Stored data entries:
**********
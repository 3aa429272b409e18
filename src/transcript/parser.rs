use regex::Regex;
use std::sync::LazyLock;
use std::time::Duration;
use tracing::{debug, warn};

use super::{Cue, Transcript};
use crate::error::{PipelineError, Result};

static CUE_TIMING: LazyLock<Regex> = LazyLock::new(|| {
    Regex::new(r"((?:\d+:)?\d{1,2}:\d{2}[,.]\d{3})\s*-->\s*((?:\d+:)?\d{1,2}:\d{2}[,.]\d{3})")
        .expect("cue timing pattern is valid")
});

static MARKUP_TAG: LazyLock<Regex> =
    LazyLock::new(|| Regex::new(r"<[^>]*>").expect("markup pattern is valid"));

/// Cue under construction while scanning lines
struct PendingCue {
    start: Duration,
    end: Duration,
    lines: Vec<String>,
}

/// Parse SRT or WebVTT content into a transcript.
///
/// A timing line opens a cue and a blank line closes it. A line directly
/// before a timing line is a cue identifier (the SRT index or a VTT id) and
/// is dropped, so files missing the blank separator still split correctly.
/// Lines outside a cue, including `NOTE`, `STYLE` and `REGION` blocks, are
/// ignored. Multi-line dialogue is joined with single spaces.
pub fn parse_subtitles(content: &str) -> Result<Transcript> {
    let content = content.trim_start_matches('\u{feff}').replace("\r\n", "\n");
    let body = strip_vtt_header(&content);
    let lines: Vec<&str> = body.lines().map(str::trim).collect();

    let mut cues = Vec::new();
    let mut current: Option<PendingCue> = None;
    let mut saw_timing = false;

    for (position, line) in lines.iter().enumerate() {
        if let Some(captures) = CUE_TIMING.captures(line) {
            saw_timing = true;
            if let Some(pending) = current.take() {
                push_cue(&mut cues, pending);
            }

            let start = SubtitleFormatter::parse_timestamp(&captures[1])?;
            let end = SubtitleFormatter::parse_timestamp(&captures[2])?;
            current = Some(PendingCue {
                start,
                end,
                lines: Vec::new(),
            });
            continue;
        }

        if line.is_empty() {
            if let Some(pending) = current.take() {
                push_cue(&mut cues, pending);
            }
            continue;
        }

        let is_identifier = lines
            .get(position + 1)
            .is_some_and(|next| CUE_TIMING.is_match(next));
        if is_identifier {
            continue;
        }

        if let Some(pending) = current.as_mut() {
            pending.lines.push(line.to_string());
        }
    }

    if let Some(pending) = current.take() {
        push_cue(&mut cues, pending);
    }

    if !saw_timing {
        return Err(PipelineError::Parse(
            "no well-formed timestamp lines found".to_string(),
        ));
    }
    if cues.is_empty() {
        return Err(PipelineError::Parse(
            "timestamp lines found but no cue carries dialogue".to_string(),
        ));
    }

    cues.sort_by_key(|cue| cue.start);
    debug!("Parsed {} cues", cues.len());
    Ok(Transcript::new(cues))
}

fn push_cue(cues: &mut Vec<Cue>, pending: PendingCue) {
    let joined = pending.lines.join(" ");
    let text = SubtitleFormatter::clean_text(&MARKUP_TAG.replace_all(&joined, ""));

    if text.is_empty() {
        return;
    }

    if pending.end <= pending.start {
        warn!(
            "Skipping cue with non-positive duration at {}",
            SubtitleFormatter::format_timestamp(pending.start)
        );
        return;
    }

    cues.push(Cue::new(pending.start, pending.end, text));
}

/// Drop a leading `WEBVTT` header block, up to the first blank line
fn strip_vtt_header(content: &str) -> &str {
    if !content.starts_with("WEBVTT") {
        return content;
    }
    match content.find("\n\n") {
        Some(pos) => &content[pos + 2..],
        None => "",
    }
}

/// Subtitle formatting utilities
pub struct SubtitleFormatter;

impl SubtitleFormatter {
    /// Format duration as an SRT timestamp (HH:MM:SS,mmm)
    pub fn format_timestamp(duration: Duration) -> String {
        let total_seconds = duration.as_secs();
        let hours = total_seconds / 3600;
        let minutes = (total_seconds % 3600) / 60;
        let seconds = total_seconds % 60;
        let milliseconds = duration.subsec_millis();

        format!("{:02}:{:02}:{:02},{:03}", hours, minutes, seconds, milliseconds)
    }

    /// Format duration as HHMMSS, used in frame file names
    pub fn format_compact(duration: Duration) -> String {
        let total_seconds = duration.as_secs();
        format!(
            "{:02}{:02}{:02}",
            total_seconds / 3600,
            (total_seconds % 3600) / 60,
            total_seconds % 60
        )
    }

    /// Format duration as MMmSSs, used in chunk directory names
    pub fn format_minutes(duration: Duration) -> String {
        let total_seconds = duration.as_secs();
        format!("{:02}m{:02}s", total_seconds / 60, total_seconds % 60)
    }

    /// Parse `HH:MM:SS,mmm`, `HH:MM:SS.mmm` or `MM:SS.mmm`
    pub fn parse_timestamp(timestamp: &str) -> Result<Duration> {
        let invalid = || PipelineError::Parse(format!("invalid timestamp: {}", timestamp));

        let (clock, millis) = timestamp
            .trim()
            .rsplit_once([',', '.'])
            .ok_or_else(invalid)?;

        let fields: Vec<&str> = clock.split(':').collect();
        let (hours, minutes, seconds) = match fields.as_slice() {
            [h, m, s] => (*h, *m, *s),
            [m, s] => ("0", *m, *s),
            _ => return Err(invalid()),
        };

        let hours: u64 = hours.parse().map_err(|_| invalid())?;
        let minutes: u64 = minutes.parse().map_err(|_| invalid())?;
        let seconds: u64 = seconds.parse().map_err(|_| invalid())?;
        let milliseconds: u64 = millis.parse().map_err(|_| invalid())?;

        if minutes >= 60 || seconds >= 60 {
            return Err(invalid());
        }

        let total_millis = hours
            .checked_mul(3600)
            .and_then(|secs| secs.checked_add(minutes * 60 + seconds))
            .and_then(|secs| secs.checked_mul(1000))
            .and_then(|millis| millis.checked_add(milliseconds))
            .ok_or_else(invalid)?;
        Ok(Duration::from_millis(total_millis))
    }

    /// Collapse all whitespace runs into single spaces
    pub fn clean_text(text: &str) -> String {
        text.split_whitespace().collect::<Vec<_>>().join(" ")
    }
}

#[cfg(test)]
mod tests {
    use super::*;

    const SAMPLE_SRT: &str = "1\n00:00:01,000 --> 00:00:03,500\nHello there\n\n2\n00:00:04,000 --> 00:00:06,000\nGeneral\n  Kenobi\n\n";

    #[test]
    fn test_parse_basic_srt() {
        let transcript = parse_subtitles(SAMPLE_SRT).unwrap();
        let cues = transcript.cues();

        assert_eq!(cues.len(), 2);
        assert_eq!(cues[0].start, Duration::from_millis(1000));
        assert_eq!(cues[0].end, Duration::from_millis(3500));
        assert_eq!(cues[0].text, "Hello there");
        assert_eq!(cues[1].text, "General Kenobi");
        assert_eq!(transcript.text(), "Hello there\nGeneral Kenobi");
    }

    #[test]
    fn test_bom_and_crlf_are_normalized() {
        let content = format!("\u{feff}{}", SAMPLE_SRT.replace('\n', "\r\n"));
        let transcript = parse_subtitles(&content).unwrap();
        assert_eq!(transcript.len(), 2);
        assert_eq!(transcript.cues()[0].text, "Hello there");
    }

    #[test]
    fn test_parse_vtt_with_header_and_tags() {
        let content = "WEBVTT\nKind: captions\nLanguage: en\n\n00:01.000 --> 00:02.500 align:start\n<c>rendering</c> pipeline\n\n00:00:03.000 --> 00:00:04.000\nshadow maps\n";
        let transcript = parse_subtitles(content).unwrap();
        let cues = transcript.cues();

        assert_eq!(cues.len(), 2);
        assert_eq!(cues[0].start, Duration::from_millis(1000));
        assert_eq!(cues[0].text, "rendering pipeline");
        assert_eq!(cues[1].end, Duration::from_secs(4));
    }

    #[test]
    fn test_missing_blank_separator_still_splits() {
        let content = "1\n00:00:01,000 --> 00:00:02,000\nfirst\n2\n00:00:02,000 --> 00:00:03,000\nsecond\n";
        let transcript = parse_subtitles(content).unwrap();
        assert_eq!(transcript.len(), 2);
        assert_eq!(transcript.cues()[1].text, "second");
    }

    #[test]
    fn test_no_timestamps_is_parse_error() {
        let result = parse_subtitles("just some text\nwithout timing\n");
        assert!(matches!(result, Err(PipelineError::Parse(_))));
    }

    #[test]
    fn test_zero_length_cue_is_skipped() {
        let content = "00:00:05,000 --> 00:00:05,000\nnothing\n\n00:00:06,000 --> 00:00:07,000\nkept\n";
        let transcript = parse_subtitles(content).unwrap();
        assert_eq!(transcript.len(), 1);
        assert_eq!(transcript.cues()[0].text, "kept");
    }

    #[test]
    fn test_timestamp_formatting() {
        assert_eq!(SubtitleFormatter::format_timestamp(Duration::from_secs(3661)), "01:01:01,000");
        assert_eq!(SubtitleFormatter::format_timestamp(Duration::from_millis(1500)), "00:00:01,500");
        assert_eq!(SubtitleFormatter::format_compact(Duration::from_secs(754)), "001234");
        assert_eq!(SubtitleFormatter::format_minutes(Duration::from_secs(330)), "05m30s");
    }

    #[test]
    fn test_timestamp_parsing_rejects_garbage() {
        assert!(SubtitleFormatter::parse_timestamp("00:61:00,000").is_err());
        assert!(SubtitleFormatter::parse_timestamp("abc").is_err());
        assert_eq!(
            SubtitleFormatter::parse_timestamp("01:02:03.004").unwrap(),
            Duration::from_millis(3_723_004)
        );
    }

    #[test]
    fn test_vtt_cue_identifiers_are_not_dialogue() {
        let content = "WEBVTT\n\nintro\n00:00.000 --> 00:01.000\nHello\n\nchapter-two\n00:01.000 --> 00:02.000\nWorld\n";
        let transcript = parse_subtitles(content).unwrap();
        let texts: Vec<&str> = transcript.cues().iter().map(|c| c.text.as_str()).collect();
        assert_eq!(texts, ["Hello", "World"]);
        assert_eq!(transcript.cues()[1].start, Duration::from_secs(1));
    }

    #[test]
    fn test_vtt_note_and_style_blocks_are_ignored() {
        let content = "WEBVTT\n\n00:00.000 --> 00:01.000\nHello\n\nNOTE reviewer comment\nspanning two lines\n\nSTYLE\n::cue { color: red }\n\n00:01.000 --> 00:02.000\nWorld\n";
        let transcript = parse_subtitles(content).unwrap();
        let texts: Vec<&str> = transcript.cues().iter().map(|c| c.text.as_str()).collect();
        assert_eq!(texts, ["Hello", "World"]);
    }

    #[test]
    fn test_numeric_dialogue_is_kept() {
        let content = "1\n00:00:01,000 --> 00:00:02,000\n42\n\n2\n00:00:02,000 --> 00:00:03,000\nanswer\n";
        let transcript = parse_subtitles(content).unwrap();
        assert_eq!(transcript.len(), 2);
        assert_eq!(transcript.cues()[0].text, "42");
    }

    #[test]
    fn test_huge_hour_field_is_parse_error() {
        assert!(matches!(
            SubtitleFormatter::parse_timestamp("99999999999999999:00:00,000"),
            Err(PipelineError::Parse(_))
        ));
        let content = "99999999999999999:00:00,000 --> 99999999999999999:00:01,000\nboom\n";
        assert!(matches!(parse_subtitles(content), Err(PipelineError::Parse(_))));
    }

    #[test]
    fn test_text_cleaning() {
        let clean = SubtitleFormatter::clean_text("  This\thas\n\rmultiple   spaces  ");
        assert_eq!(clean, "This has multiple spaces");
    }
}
**********
== Problem to solve ==
Copy out all lines above holding "position".

== Result of the exercise ==
    for (position, line) in lines.iter().enumerate() {
            .get(position + 1)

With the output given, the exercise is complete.